RFOA proposal Original proposal based on Schedule 8 benchmark adjustments The RFOA made a proposal to Network Rail in August 2012 to incorporate the Capacity Charge within Schedule 8 benchmarks. This mechanism is already in use for the freight operator element of the benchmark, which is adjusted annually when there have been increases in total train miles on the network.

At that time Network Rail said there was insufficient time to consider this proposal for CP5 implementation.

RFOA is still of the view that adjusting the benchmarks for Network Rail as well as FOCs would be the most appropriate way of ensuring that Network Rail were correctly incentivised to accommodate additional traffic and suggests that further consideration is given to this in preparation for CP6.

Subsequent proposal based on marginal additional trains only

As an alternative the RFOA made an alternative proposal to the ORR in April 2013.

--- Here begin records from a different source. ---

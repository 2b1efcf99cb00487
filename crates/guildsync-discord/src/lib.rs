//! Discord adapter (serenity).
//!
//! This crate implements the `guildsync-core` RelayPlatform over the Discord
//! REST API. Proxy identities are channel webhooks owned by the bot user.

use std::{collections::HashMap, sync::Arc};

use async_trait::async_trait;
use serenity::all as dc;
use serenity::http::Http;
use tokio::sync::Mutex;

pub mod handlers;
pub mod router;

use guildsync_core::{
    domain::{Attachment, ChannelId, EmbedRef, MessageId, ProxyHandle},
    errors::Error,
    messaging::{
        port::RelayPlatform,
        types::{truncate_chars, PlatformCapabilities},
    },
    Result,
};

const MAX_MESSAGE_LEN: usize = 2000;

pub struct DiscordPlatform {
    http: Arc<Http>,
    self_id: dc::UserId,
    webhook_name: String,
    /// Webhooks we have fetched or created, keyed by webhook id.
    webhooks: Mutex<HashMap<String, dc::Webhook>>,
}

impl DiscordPlatform {
    pub fn new(http: Arc<Http>, self_id: dc::UserId, webhook_name: impl Into<String>) -> Self {
        Self {
            http,
            self_id,
            webhook_name: webhook_name.into(),
            webhooks: Mutex::new(HashMap::new()),
        }
    }

    fn dc_channel(channel_id: ChannelId) -> dc::ChannelId {
        dc::ChannelId::new(channel_id.0)
    }

    fn map_err(e: serenity::Error) -> Error {
        Error::Delivery(format!("discord error: {e}"))
    }

    /// Only webhooks the bot created carry a token we can execute with.
    fn is_own_webhook(&self, webhook: &dc::Webhook) -> bool {
        webhook.token.is_some() && webhook.user.as_ref().is_some_and(|u| u.id == self.self_id)
    }

    async fn webhook_for(&self, handle: &ProxyHandle) -> Result<dc::Webhook> {
        if let Some(w) = self.webhooks.lock().await.get(&handle.id) {
            return Ok(w.clone());
        }
        let webhook = dc::Webhook::from_url(&self.http, &handle.token)
            .await
            .map_err(Self::map_err)?;
        self.webhooks
            .lock()
            .await
            .insert(handle.id.clone(), webhook.clone());
        Ok(webhook)
    }

    /// Re-upload attachments. Any that cannot be fetched are linked instead.
    async fn files(&self, attachments: &[Attachment]) -> (Vec<dc::CreateAttachment>, Vec<String>) {
        let mut files = Vec::with_capacity(attachments.len());
        let mut links = Vec::new();
        for a in attachments {
            match dc::CreateAttachment::url(&self.http, &a.url).await {
                Ok(f) => files.push(f),
                Err(e) => {
                    tracing::warn!(file = %a.filename, error = %e, "attachment download failed, linking instead");
                    links.push(a.url.clone());
                }
            }
        }
        (files, links)
    }
}

fn to_embeds(embeds: &[EmbedRef]) -> Vec<dc::CreateEmbed> {
    embeds
        .iter()
        .filter_map(|e| match serde_json::from_value::<dc::Embed>(e.0.clone()) {
            Ok(embed) => Some(dc::CreateEmbed::from(embed)),
            Err(err) => {
                tracing::debug!(error = %err, "dropping unparseable embed");
                None
            }
        })
        .collect()
}

/// Append attachment links, shortening `content` so the whole post stays
/// within `max_len` characters.
fn with_links(content: &str, links: &[String], max_len: usize) -> String {
    if links.is_empty() {
        return truncate_chars(content, max_len);
    }
    let tail: usize = links.iter().map(|l| l.chars().count() + 1).sum();
    let room = max_len.saturating_sub(tail);
    let mut out = if content.is_empty() || room == 0 {
        String::new()
    } else {
        truncate_chars(content, room)
    };
    for link in links {
        if !out.is_empty() {
            out.push('\n');
        }
        out.push_str(link);
    }
    truncate_chars(&out, max_len)
}

#[async_trait]
impl RelayPlatform for DiscordPlatform {
    fn capabilities(&self) -> PlatformCapabilities {
        PlatformCapabilities {
            supports_proxy_identity: true,
            max_message_len: MAX_MESSAGE_LEN,
            max_display_name_len: 80,
        }
    }

    async fn send_as_bot(
        &self,
        channel_id: ChannelId,
        content: &str,
        attachments: &[Attachment],
        embeds: &[EmbedRef],
    ) -> Result<()> {
        let (files, links) = self.files(attachments).await;
        let builder = dc::CreateMessage::new()
            .content(with_links(content, &links, MAX_MESSAGE_LEN))
            .add_files(files)
            .embeds(to_embeds(embeds));
        Self::dc_channel(channel_id)
            .send_message(&self.http, builder)
            .await
            .map_err(Self::map_err)?;
        Ok(())
    }

    async fn create_or_fetch_proxy_identity(&self, channel_id: ChannelId) -> Result<ProxyHandle> {
        let channel = Self::dc_channel(channel_id);
        let existing = channel.webhooks(&self.http).await.map_err(Self::map_err)?;

        let webhook = match existing.into_iter().find(|w| self.is_own_webhook(w)) {
            Some(w) => {
                tracing::debug!(channel = channel_id.0, webhook = %w.id, "reusing webhook");
                w
            }
            None => {
                let w = channel
                    .create_webhook(&self.http, dc::CreateWebhook::new(&self.webhook_name))
                    .await
                    .map_err(Self::map_err)?;
                tracing::info!(channel = channel_id.0, webhook = %w.id, "created webhook");
                w
            }
        };

        let handle = ProxyHandle {
            channel_id,
            id: webhook.id.to_string(),
            token: webhook.url().map_err(Self::map_err)?,
        };
        self.webhooks
            .lock()
            .await
            .insert(handle.id.clone(), webhook);
        Ok(handle)
    }

    async fn send_as_proxy(
        &self,
        handle: &ProxyHandle,
        display_name: &str,
        avatar_url: Option<&str>,
        content: &str,
        attachments: &[Attachment],
        embeds: &[EmbedRef],
    ) -> Result<()> {
        let webhook = self.webhook_for(handle).await?;
        let (files, links) = self.files(attachments).await;

        let mut builder = dc::ExecuteWebhook::new()
            .content(with_links(content, &links, MAX_MESSAGE_LEN))
            .username(display_name)
            .add_files(files)
            .embeds(to_embeds(embeds));
        if let Some(url) = avatar_url {
            builder = builder.avatar_url(url);
        }

        let sent = webhook.execute(&self.http, false, builder).await;
        if let Err(e) = sent {
            // Deleted or rotated webhooks must be refetched next time.
            self.webhooks.lock().await.remove(&handle.id);
            return Err(Self::map_err(e));
        }
        Ok(())
    }

    async fn reply(
        &self,
        channel_id: ChannelId,
        message_id: MessageId,
        content: &str,
    ) -> Result<()> {
        let channel = Self::dc_channel(channel_id);
        let builder = dc::CreateMessage::new()
            .content(content)
            .reference_message((channel, dc::MessageId::new(message_id.0)));
        channel
            .send_message(&self.http, builder)
            .await
            .map_err(Self::map_err)?;
        Ok(())
    }
}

The basic proposal is that a baseline of freight train miles is established based on the same year as is being used to calibrate Schedule 8 benchmarks. At the end of each year this is compared to the actual freight train miles operated in that year by all freight train operators. Assuming this is a positive number the difference is multiplied by the capacity charge rate per train mile and then is charged to each freight train operators in proportion to the total number of freight train miles that they have each operated (ensuring no discrimination between operators). If the number of train miles has not increased over the baseline or has reduced the payment would be zero. The mechanism is in practice similar to other “wash-up” mechanisms such as the calculation of the EC4T charge, which is adjusted for actual use at the end of each financial year.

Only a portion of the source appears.